In order to test the behavior of a cassandra cluster during the normal operations (global performance on bare metal servers, node maintenance impact, rebalancing, ...), we should run some tests on grid5000 infrastructure
The POC will be separated in several phases:
[x] Prepare scripts to build the environment and run small iterations to validate it will be possible to run the tests with interruptions
[x] Validate the way the data will be kept between 2 cluster restarts
[x] Have generic scripts that could configure the cluster according different hardware (memory / cpu / SSD, SATA or mixed / number of nodes / ...)

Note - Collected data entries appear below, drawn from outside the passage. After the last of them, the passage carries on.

//! Configuration layer: built-in defaults < TOML config file < CLI flags.
//!
//! Environment variables (`XDG_STATE_HOME`, `HOME`, `WAYLAND_DISPLAY`) sit
//! above all three but only ever affect path resolution (state directory,
//! socket fallback) — see [`crate::state_store`] and
//! `murkwall_common::get_socket_path`, which already consult them directly.

use std::fs;
use std::path::{Path, PathBuf};

use anyhow::{Context, Result};
use clap::Parser;
use serde::{Deserialize, Serialize};

use murkwall_common::{MediaKind, ScaleMode, TransitionKind};

use crate::watchers::WatcherConfig;

/// Command-line surface consumed by the daemon's bootstrap.
#[derive(Parser, Debug, Clone)]
#[command(name = "murkwalld", about = "Wayland layer-shell wallpaper daemon")]
pub struct Cli {
    /// Output to attach to (e.g. `eDP-1`). Unset attaches to every output.
    #[arg(long)]
    pub output: Option<String>,

    /// Image or video file to display.
    pub media: PathBuf,

    /// Space-separated option tokens: no-audio, mute, loop, fill, stretch,
    /// original, panscan=FLOAT.
    #[arg(long)]
    pub options: Option<String>,

    /// Frame-rate cap in frames per second: 30, 60, or 100.
    #[arg(long)]
    pub fps: Option<u32>,

    /// Path to the IPC control socket. Defaults to the XDG runtime dir.
    #[arg(long)]
    pub socket: Option<PathBuf>,

    /// Initial transition kind.
    #[arg(long, value_parser = ["none", "fade"])]
    pub transition: Option<String>,

    /// Transition duration in seconds, 0.0 through 5.0.
    #[arg(long)]
    pub transition_duration: Option<f64>,

    /// Cache size hint in megabytes; 0 disables the hint.
    #[arg(long)]
    pub cache_size_mb: Option<u64>,

    /// Persist playback state on exit (the default).
    #[arg(long, conflicts_with_all = ["restore", "no_save_state"])]
    pub save_state: bool,

    /// Restore previously saved state for this output on startup.
    #[arg(long, conflicts_with_all = ["save_state", "no_save_state"])]
    pub restore: bool,

    /// Never read or write the durable state file.
    #[arg(long, conflicts_with_all = ["save_state", "restore"])]
    pub no_save_state: bool,

    /// Path to the small helper binary used to re-exec the process across a
    /// video `change` restart.
    #[arg(long)]
    pub holder: Option<PathBuf>,

    /// Path to a TOML config file, overriding the default location.
    #[arg(long)]
    pub config: Option<PathBuf>,

    /// Comma-separated process names whose presence stops the daemon.
    #[arg(long)]
    pub stoplist: Option<String>,

    /// Comma-separated process names whose presence pauses playback.
    #[arg(long)]
    pub pauselist: Option<String>,

    /// Auto-pause playback after this many seconds of compositor-reported
    /// session idle (via ext-idle-notify-v1, where the compositor supports
    /// it). 0 disables idle-triggered auto-pause.
    #[arg(long)]
    pub idle_pause_secs: Option<u64>,
}

/// What the daemon should do with durable per-output state.
#[derive(Debug, Clone, Copy, PartialEq, Eq)]
pub enum SaveStateMode {
    Save,
    Restore,
    Disabled,
}

/// Parsed playback options bag (the CLI/IPC `options` string).
#[derive(Debug, Clone, Copy, PartialEq)]
pub struct PlaybackOptions {
    pub no_audio: bool,
    pub loop_playback: bool,
    pub scale_mode: ScaleMode,
    pub panscan: f32,
}

impl PlaybackOptions {
    /// Defaults depend on media kind: fill for images, panscan for video.
    /// `loop_playback` defaults off; the `loop` token turns it on.
    pub fn default_for(kind: MediaKind) -> Self {
        Self {
            no_audio: false,
            loop_playback: false,
            scale_mode: match kind {
                MediaKind::Image => ScaleMode::Fill,
                MediaKind::Video => ScaleMode::Panscan,
            },
            panscan: 1.0,
        }
    }

    /// Parse a whitespace/comma-separated token string against `kind`'s
    /// defaults. Unknown tokens are logged and ignored rather than
    /// rejected — the options bag is best-effort, not validated input.
    pub fn parse(tokens: &str, kind: MediaKind) -> Self {
        let mut options = Self::default_for(kind);
        for token in tokens.split([' ', ',']).filter(|t| !t.is_empty()) {
            match token {
                "no-audio" | "mute" => options.no_audio = true,
                "loop" => options.loop_playback = true,
                "fill" => options.scale_mode = ScaleMode::Fill,
                "stretch" => options.scale_mode = ScaleMode::Stretch,
                "original" => options.scale_mode = ScaleMode::Original,
                _ if token.starts_with("panscan=") => {
                    match token["panscan=".len()..].parse::<f32>() {
                        Ok(value) if value > 0.0 && value <= 1.0 => {
                            options.scale_mode = ScaleMode::Panscan;
                            options.panscan = value;
                        }
                        _ => log::warn!("ignoring invalid panscan value in options: {token}"),
                    }
                }
                other => log::warn!("ignoring unknown option token: {other}"),
            }
        }
        options
    }

    /// Render back to the token-string form `state_store`/IPC persist, for
    /// round-tripping through `DurableState::options`.
    pub fn to_token_string(&self) -> String {
        let mut tokens = Vec::new();
        if self.no_audio {
            tokens.push("no-audio".to_string());
        }
        if self.loop_playback {
            tokens.push("loop".to_string());
        }
        match self.scale_mode {
            ScaleMode::Fill => tokens.push("fill".to_string()),
            ScaleMode::Stretch => tokens.push("stretch".to_string()),
            ScaleMode::Original => tokens.push("original".to_string()),
            ScaleMode::Panscan => tokens.push(format!("panscan={}", self.panscan)),
        }
        tokens.join(" ")
    }
}

/// TOML-backed configuration file, `$XDG_CONFIG_HOME/murkwall/config.toml`.
#[derive(Debug, Clone, Deserialize, Serialize)]
pub struct Config {
    #[serde(default)]
    pub general: GeneralSettings,
}

#[derive(Debug, Clone, Deserialize, Serialize)]
pub struct GeneralSettings {
    #[serde(default = "default_fps")]
    pub fps: u32,

    #[serde(default = "default_transition")]
    pub transition: String,

    #[serde(default = "default_transition_duration")]
    pub transition_duration: f64,

    #[serde(default)]
    pub cache_size_mb: u64,

    #[serde(default)]
    pub socket: Option<PathBuf>,

    #[serde(default)]
    pub holder: Option<PathBuf>,

    #[serde(default)]
    pub stoplist: Vec<String>,

    #[serde(default)]
    pub pauselist: Vec<String>,

    #[serde(default = "default_idle_pause_secs")]
    pub idle_pause_secs: u64,
}

impl Default for GeneralSettings {
    fn default() -> Self {
        Self {
            fps: default_fps(),
            transition: default_transition(),
            transition_duration: default_transition_duration(),
            cache_size_mb: 0,
            socket: None,
            holder: None,
            stoplist: Vec::new(),
            pauselist: Vec::new(),
            idle_pause_secs: default_idle_pause_secs(),
        }
    }
}

fn default_fps() -> u32 {
    60
}
fn default_transition() -> String {
    "fade".to_string()
}
fn default_transition_duration() -> f64 {
    0.5
}
fn default_idle_pause_secs() -> u64 {
    300
}

impl Config {
    /// Load from the default location, falling back to built-in defaults
    /// if no file exists there.
    pub fn load() -> Result<Self> {
        Self::load_from_path(&Self::default_config_path()?)
    }

    pub fn load_from_path(path: &Path) -> Result<Self> {
        if !path.exists() {
            log::info!("config file not found at {}, using defaults", path.display());
            return Ok(Self::default());
        }

        let contents = fs::read_to_string(path)
            .with_context(|| format!("failed to read config file: {}", path.display()))?;
        let config: Config = toml::from_str(&contents)
            .with_context(|| format!("failed to parse config file: {}", path.display()))?;

        log::info!("loaded configuration from {}", path.display());
        config.validate()?;
        Ok(config)
    }

    pub fn default_config_path() -> Result<PathBuf> {
        let dir = dirs::config_dir().context("failed to determine config directory")?;
        Ok(dir.join("murkwall").join("config.toml"))
    }

    fn validate(&self) -> Result<()> {
        if !matches!(self.general.fps, 30 | 60 | 100) {
            anyhow::bail!("invalid fps (must be 30, 60, or 100): {}", self.general.fps);
        }
        if TransitionKind::parse(&self.general.transition).is_none() {
            anyhow::bail!("invalid transition kind: {}", self.general.transition);
        }
        if !(0.0..=5.0).contains(&self.general.transition_duration) {
            anyhow::bail!(
                "invalid transition duration (must be 0.0-5.0): {}",
                self.general.transition_duration
            );
        }
        Ok(())
    }
}

impl Default for Config {
    fn default() -> Self {
        Self {
            general: GeneralSettings::default(),
        }
    }
}

/// Fully resolved runtime settings: file defaults overridden by whatever the
/// CLI actually set.
#[derive(Debug, Clone)]
pub struct Settings {
    pub output: Option<String>,
    pub media: PathBuf,
    pub options: PlaybackOptions,
    pub fps: u32,
    pub socket: PathBuf,
    pub transition: TransitionKind,
    pub transition_duration: f64,
    pub cache_size_mb: u64,
    pub save_state: SaveStateMode,
    pub holder: Option<PathBuf>,
    pub watchers: WatcherConfig,
    /// 0 disables idle-triggered auto-pause.
    pub idle_pause_secs: u64,
}

impl Settings {
    pub fn resolve(cli: &Cli, config: &Config) -> Result<Self> {
        let fps = cli.fps.unwrap_or(config.general.fps);
        if !matches!(fps, 30 | 60 | 100) {
            anyhow::bail!("invalid --fps (must be 30, 60, or 100): {fps}");
        }

        let transition_name = cli
            .transition
            .clone()
            .unwrap_or_else(|| config.general.transition.clone());
        let transition = TransitionKind::parse(&transition_name)
            .with_context(|| format!("invalid --transition: {transition_name}"))?;

        let transition_duration = cli
            .transition_duration
            .unwrap_or(config.general.transition_duration);
        if !(0.0..=5.0).contains(&transition_duration) {
            anyhow::bail!("invalid --transition-duration (must be 0.0-5.0): {transition_duration}");
        }

        let cache_size_mb = cli.cache_size_mb.unwrap_or(config.general.cache_size_mb);

        let socket = cli
            .socket
            .clone()
            .or_else(|| config.general.socket.clone())
            .unwrap_or_else(murkwall_common::get_socket_path);

        let holder = cli.holder.clone().or_else(|| config.general.holder.clone());

        let save_state = if cli.restore {
            SaveStateMode::Restore
        } else if cli.no_save_state {
            SaveStateMode::Disabled
        } else {
            SaveStateMode::Save
        };

        let kind = MediaKind::of(&cli.media);
        let options = match &cli.options {
            Some(tokens) => PlaybackOptions::parse(tokens, kind),
            None => PlaybackOptions::default_for(kind),
        };

        let stoplist = cli
            .stoplist
            .as_deref()
            .map(parse_name_list)
            .unwrap_or_else(|| config.general.stoplist.clone());
        let pauselist = cli
            .pauselist
            .as_deref()
            .map(parse_name_list)
            .unwrap_or_else(|| config.general.pauselist.clone());

        let idle_pause_secs = cli.idle_pause_secs.unwrap_or(config.general.idle_pause_secs);

        Ok(Self {
            output: cli.output.clone(),
            media: cli.media.clone(),
            options,
            fps,
            socket,
            transition,
            transition_duration,
            cache_size_mb,
            save_state,
            holder,
            watchers: WatcherConfig { stoplist, pauselist },
            idle_pause_secs,
        })
    }
}

fn parse_name_list(s: &str) -> Vec<String> {
    s.split(',').map(str::trim).filter(|t| !t.is_empty()).map(str::to_string).collect()
}

#[cfg(test)]
mod tests {
    use super::*;

    #[test]
    fn default_config_validates() {
        assert!(Config::default().validate().is_ok());
    }

    #[test]
    fn rejects_bad_fps() {
        let mut config = Config::default();
        config.general.fps = 24;
        assert!(config.validate().is_err());
    }

    #[test]
    fn rejects_bad_transition_kind() {
        let mut config = Config::default();
        config.general.transition = "wipe-left".to_string();
        assert!(config.validate().is_err());
    }

    #[test]
    fn playback_options_default_by_media_kind() {
        let image = PlaybackOptions::default_for(MediaKind::Image);
        assert_eq!(image.scale_mode, ScaleMode::Fill);

        let video = PlaybackOptions::default_for(MediaKind::Video);
        assert_eq!(video.scale_mode, ScaleMode::Panscan);
        assert_eq!(video.panscan, 1.0);
    }

    #[test]
    fn playback_options_parses_known_tokens() {
        let options = PlaybackOptions::parse("mute stretch", MediaKind::Image);
        assert!(options.no_audio);
        assert_eq!(options.scale_mode, ScaleMode::Stretch);
    }

    #[test]
    fn playback_options_parses_panscan_value() {
        let options = PlaybackOptions::parse("panscan=0.75", MediaKind::Video);
        assert_eq!(options.scale_mode, ScaleMode::Panscan);
        assert_eq!(options.panscan, 0.75);
    }

    #[test]
    fn playback_options_ignores_out_of_range_panscan() {
        let defaults = PlaybackOptions::default_for(MediaKind::Video);
        let options = PlaybackOptions::parse("panscan=4.0", MediaKind::Video);
        assert_eq!(options.panscan, defaults.panscan);
    }

    #[test]
    fn playback_options_ignores_unknown_tokens() {
        let options = PlaybackOptions::parse("bogus-token", MediaKind::Image);
        assert_eq!(options, PlaybackOptions::default_for(MediaKind::Image));
    }

    #[test]
    fn to_token_string_round_trips_through_parse() {
        let options = PlaybackOptions::parse("mute panscan=0.75", MediaKind::Video);
        let rendered = options.to_token_string();
        let reparsed = PlaybackOptions::parse(&rendered, MediaKind::Video);
        assert_eq!(options, reparsed);
    }

    #[test]
    fn loop_playback_defaults_off_and_is_set_by_its_token() {
        let defaults = PlaybackOptions::default_for(MediaKind::Video);
        assert!(!defaults.loop_playback);

        let looping = PlaybackOptions::parse("loop", MediaKind::Video);
        assert!(looping.loop_playback);
        assert_eq!(
            PlaybackOptions::parse(&looping.to_token_string(), MediaKind::Video),
            looping
        );
    }
}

[ ] [in progress] Add a monitoring stack to measure the cluster behavior
[ ] [in progress] Import a big enough dataset to be representative of the reality (probably during the night or a week-end)
[ ] define the minimal target to reach to consider the dataset representative
[ ] perform some benchmarks, check the behavior and the performance impacts during normal operations
[ ] compare ScyllaDb / vanilla cassandra performances
[ ] authentication to allow r/o access only
[ ] ~~[option] test backfilling an empty journal from cassandra~~ The backfill is based on sql queries and highly coupled with postgresql
The final goal of the experiment is to :
- [x] define the minimal cluster size to maintain correct performance during maintenance operations / node failures => 5 nodes is recommended to avoid too much pressure on the remaining nodes in case of an incident with only 3 nodes (run + recovery)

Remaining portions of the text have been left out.